§ **TASK INSTRUCTIONS**
If a line below contains the string "color", return that line.

§ **DATA FOR PROCESSING**
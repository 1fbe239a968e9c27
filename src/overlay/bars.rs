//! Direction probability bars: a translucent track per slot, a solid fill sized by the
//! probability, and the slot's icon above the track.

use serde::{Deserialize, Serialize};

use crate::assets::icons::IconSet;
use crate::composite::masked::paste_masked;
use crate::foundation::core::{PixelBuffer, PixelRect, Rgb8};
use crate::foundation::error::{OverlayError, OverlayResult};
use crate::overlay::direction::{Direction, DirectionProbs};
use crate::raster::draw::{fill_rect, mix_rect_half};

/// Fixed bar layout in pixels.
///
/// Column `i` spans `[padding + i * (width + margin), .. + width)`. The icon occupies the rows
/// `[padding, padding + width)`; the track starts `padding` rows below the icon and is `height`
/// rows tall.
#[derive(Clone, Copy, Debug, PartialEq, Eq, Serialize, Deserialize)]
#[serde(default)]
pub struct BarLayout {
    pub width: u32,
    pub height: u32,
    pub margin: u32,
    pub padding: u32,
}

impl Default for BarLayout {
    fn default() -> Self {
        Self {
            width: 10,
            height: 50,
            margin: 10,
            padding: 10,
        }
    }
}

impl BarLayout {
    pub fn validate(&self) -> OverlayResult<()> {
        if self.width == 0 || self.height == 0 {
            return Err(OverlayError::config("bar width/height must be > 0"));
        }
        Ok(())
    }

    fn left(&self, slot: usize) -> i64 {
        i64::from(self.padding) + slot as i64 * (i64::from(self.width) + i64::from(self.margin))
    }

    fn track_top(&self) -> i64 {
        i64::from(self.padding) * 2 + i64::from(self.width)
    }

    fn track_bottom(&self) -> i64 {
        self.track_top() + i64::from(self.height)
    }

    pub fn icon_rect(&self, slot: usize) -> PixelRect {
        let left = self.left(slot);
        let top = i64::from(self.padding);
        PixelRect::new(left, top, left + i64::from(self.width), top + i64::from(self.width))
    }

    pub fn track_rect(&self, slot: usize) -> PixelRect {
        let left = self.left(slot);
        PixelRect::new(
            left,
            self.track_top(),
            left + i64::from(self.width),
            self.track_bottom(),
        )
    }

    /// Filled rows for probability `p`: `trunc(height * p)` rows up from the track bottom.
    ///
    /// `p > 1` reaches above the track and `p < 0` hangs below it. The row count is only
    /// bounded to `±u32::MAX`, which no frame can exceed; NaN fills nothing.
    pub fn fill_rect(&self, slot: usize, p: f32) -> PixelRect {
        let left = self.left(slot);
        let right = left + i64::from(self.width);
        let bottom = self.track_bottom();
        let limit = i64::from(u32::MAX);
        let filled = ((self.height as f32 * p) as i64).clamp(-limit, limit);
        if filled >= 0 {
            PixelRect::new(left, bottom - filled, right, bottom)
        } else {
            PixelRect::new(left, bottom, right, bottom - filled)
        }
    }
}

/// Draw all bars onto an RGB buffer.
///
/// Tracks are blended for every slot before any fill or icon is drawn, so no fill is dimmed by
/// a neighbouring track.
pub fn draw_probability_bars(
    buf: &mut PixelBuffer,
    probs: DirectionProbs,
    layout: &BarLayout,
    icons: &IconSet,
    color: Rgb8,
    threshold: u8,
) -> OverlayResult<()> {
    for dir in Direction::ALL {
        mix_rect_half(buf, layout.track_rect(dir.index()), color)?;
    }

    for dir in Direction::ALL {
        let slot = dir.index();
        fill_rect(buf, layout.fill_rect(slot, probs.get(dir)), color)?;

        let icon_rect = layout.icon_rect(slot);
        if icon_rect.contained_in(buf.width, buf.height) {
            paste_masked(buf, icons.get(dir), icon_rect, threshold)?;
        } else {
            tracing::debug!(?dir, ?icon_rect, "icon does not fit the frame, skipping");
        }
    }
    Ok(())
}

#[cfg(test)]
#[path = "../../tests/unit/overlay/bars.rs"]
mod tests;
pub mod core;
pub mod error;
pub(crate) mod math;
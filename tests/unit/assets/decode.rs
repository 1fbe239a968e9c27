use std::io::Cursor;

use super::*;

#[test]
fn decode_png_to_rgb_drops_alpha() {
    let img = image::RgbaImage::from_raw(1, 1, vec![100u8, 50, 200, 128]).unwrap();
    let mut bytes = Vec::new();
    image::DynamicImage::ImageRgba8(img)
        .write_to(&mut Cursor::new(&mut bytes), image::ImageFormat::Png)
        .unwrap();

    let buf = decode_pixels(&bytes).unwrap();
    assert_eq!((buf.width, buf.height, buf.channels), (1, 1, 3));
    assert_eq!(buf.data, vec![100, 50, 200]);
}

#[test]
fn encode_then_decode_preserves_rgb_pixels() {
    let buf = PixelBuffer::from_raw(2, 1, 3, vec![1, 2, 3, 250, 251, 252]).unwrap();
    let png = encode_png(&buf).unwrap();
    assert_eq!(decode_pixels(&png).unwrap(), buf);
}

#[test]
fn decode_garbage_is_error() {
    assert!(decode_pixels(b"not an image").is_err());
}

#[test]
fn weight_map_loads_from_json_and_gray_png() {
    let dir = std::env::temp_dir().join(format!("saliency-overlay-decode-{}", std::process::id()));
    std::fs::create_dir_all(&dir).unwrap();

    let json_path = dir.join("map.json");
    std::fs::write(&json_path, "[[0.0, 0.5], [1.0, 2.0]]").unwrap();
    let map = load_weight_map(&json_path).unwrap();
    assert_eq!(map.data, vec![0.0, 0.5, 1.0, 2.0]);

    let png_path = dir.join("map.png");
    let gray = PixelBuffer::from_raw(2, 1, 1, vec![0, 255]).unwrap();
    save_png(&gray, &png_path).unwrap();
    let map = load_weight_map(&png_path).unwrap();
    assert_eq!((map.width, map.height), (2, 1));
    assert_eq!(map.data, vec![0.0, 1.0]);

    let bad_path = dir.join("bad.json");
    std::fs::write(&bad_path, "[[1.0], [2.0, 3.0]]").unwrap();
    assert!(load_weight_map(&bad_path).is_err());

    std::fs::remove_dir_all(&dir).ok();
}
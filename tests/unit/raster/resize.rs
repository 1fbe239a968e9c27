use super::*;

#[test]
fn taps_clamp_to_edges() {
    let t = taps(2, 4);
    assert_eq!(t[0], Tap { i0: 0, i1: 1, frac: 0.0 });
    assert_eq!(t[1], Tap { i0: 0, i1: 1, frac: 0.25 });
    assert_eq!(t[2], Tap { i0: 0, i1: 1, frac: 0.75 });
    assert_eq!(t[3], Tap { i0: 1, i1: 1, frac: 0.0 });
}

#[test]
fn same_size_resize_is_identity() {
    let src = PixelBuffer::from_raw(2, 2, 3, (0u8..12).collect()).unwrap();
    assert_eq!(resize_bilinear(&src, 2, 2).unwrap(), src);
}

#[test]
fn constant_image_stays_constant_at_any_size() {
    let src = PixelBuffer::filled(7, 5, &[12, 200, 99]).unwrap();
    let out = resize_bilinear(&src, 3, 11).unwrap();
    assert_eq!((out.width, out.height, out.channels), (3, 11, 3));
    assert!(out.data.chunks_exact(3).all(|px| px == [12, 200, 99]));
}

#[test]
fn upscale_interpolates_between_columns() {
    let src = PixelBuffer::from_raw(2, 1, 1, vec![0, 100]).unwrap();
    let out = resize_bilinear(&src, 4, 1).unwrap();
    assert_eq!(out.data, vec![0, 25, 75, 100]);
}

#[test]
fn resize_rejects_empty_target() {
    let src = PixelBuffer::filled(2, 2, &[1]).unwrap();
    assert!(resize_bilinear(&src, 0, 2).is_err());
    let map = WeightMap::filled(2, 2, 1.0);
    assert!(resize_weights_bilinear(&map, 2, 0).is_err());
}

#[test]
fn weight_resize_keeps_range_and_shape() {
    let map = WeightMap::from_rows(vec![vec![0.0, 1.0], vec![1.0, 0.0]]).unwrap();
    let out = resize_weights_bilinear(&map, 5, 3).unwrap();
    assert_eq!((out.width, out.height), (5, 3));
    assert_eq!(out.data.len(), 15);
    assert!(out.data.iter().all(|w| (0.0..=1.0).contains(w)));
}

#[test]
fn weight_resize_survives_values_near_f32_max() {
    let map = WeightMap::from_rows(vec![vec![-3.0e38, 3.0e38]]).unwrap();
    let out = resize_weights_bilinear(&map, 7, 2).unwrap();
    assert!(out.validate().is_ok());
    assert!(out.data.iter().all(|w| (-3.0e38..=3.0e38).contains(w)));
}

§ **RESULT**
    color: Rgb8,
        mix_rect_half(buf, layout.track_rect(dir.index()), color)?;
        fill_rect(buf, layout.fill_rect(slot, probs.get(dir)), color)?;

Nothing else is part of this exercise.